In November Rensselaer County Sheriff Pat Russo applied to a Trump administration program that would turn local law enforcement officers into de facto immigration agents.

If the deal goes through, it would put public safety at risk and cost county tax dollars – money spent to cruelly separate families and target immigrant communities. And, if it goes through the way the Sheriff prefers, it will have been done behind closed doors, without legislative or public input.

This deal with the federal government, known as a 287(g) agreement, diverts local law enforcement officers, asking them to work directly under the control of an ICE supervisor to investigate, detain and help deport people for civil immigration violations. Sheriff Russo intends to train four of his officers, who would become foot soldiers in the Trump regime’s cruel war on immigrants.

Such agreements take local officers away from their regular law enforcement duties, making it more difficult to address local public safety. The agreements also erode the trust between officers and the people they protect. That trust is critical for effective law enforcement.

As families and whole communities across the country are being torn apart by dramatically increased ICE arrests, people are living in fear that they could be next. The proposed partnership between ICE and Rensselaer County would signal to immigrant communities that the officers they expect to serve them are working hand-in-hand with immigration authorities. Immigrants, their friends and their families will have reason to fear reporting crimes, cooperating with investigations or reaching out during emergencies. A call to law enforcement could put them or the people they care about in danger of being deported.

Law enforcement officers across the country know this. In fact, 71 percent of law enforcement respondents to a recent national survey by American University said that because immigrants face barriers to engaging with law enforcement, officers were less able to hold criminals accountable. This is why only 59 jurisdictions out of thousands of law enforcement agencies across the country participate in 287(g) – and not a single one in the state of New York.

It is the job of Rensselaer officers to serve and protect their community, not to do the bidding of ICE.

Sheriff Russo’s proposed agreement wouldn’t just take time and resources away from public safety, it will divert taxpayer dollars too. The Sheriff has claimed that the 287(g) program will bring revenue into the county, but this fundamentally misunderstands how it works.

While officers would act as deputized ICE agents, they would still be paid by the county. ICE does not contribute to local officers’ salaries. The county would also have to pay for any overtime required for officers to participate in the program, whose duties and schedules would be determined by whatever ICE needs. Deputized officers would also be required to go through a four-week training course out of state. Under the standard agreement, the county would foot the bill for travel, lodging and meals for the whole exercise. The county would also be on the hook for all administrative supplies. These costs would quickly pile up without any benefit to county residents.

Perhaps because he recognizes the risks of signing up to follow ICE’s marching orders, Sheriff Russo has been tight-lipped about the agreement. He appears ready to subject local law enforcement officers to the supervision of federal authorities to enforce federal immigration law without a full opportunity for county residents and their elected representatives to weigh in. He has never directly addressed the full county legislature about his interest in 287(g) and he has refused to hold a public hearing about it.
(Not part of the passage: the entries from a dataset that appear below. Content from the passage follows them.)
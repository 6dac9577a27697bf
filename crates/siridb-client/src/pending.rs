//! Pending writes and their lifecycle.
//!
//! ```text
//! Created -> Submitted -> Sent -> Completed
//!    |           |                   ^
//!    +-----------+-------------------+
//! ```
//!
//! Any non-completed state may move to `Completed`; every other transition
//! is rejected as misuse. The encoded frame is released on the transition
//! into `Completed`.

use bytes::Bytes;
use siridb_codec::Package;
use siridb_protocol::RequestType;

use crate::error::{Error, Misuse, Result};
use crate::request::{Request, Response};

/// Lifecycle state of a [`PendingWrite`].
#[derive(Debug, Clone, Copy, PartialEq, Eq)]
pub enum WriteState {
    /// Built, not yet handed to a connection.
    Created,
    /// Accepted by the connection, being written.
    Submitted,
    /// Written to the transport, waiting for the response.
    Sent,
    /// Completed with a response or an error.
    Completed,
}

/// An encoded outbound frame bound to its request.
#[derive(Debug)]
pub struct PendingWrite {
    request: Request,
    package: Option<Package>,
    state: WriteState,
}

impl PendingWrite {
    /// Frame `payload` as a package of type `tp` for `request`.
    pub fn new(request: Request, tp: RequestType, payload: impl Into<Bytes>) -> Self {
        let payload: Bytes = payload.into();
        let package = Package::new(request.pid(), tp.into(), &payload);
        Self {
            request,
            package: Some(package),
            state: WriteState::Created,
        }
    }

    /// Correlation id, shared by the request and the frame.
    #[must_use]
    pub fn pid(&self) -> u16 {
        self.request.pid()
    }

    /// Current lifecycle state.
    #[must_use]
    pub fn state(&self) -> WriteState {
        self.state
    }

    /// The request this write belongs to.
    #[must_use]
    pub fn request(&self) -> &Request {
        &self.request
    }

    /// The encoded frame, until the write completes.
    #[must_use]
    pub fn package(&self) -> Option<&Package> {
        self.package.as_ref()
    }

    /// Whether this write carries the authentication handshake.
    #[must_use]
    pub fn is_handshake(&self) -> bool {
        self.package
            .as_ref()
            .is_some_and(|package| package.tp() == u8::from(RequestType::Auth))
    }

    /// `Created -> Submitted`. Returns the frame to write.
    pub(crate) fn submit(&mut self) -> Result<Package> {
        self.transition(WriteState::Created, WriteState::Submitted)?;
        self.package
            .clone()
            .ok_or(Error::Misuse(Misuse::InvalidTransition {
                from: WriteState::Completed,
                to: WriteState::Submitted,
            }))
    }

    /// `Submitted -> Sent`.
    pub(crate) fn mark_sent(&mut self) -> Result<()> {
        self.transition(WriteState::Submitted, WriteState::Sent)
    }

    /// `* -> Completed`. Releases the frame and completes the request.
    ///
    /// Only the completion funnel calls this.
    pub(crate) fn complete(&mut self, outcome: Result<Response>) -> Result<()> {
        if self.state == WriteState::Completed {
            return Err(Misuse::InvalidTransition {
                from: WriteState::Completed,
                to: WriteState::Completed,
            }
            .into());
        }
        self.state = WriteState::Completed;
        self.package = None;
        self.request.complete(outcome);
        Ok(())
    }

    fn transition(&mut self, from: WriteState, to: WriteState) -> Result<()> {
        if self.state != from {
            return Err(Misuse::InvalidTransition {
                from: self.state,
                to,
            }
            .into());
        }
        self.state = to;
        Ok(())
    }
}

#[cfg(test)]
#[allow(clippy::unwrap_used)]
mod tests {
    use super::*;
    use crate::request::RequestStatus;

    fn write(pid: u16, tp: RequestType) -> PendingWrite {
        PendingWrite::new(Request::new(pid, |_| {}), tp, &b"[\"x\"]"[..])
    }

    #[test]
    fn test_frame_carries_request_pid() {
        let write = write(12, RequestType::Query);
        let package = write.package().unwrap();
        assert_eq!(package.pid(), 12);
        assert_eq!(package.tp(), 0);
        assert!(!write.is_handshake());
        assert!(self::write(1, RequestType::Auth).is_handshake());
    }

    #[test]
    fn test_forward_transitions() {
        let mut write = write(1, RequestType::Query);
        assert_eq!(write.state(), WriteState::Created);

        let package = write.submit().unwrap();
        assert_eq!(package.pid(), 1);
        assert_eq!(write.state(), WriteState::Submitted);

        write.mark_sent().unwrap();
        assert_eq!(write.state(), WriteState::Sent);

        write
            .complete(Ok(Response::new(Package::new(1, 0, b"{}"))))
            .unwrap();
        assert_eq!(write.state(), WriteState::Completed);
        assert!(write.package().is_none());
        assert_eq!(write.request().status(), RequestStatus::Succeeded);
    }

    #[test]
    fn test_double_submit_is_misuse() {
        let mut write = write(1, RequestType::Query);
        write.submit().unwrap();
        let err = write.submit().unwrap_err();
        assert_eq!(
            err,
            Error::Misuse(Misuse::InvalidTransition {
                from: WriteState::Submitted,
                to: WriteState::Submitted,
            })
        );
    }

    #[test]
    fn test_sent_requires_submitted() {
        let mut write = write(1, RequestType::Query);
        assert!(write.mark_sent().unwrap_err().is_misuse());
    }

    #[test]
    fn test_complete_from_created_and_only_once() {
        let mut write = write(1, RequestType::Insert);
        write.complete(Err(Error::NotConnected)).unwrap();
        assert!(write.complete(Err(Error::NotConnected)).is_err());
        assert!(write.submit().unwrap_err().is_misuse());
    }
}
Something this risky, callous and costly should not be hidden from the public. Sheriff Russo must at least make his case to the people he was elected to serve.

Rensselaer County has much to lose and nothing to gain from a potential 287(g) agreement. The Sheriff still has a chance to walk away from this deal and, by doing so, ensure that immigrants are not pushed further into the shadows and that public safety remains the top priority.

It is the job of Rensselaer officers to serve and protect their community, not to do the bidding of ICE.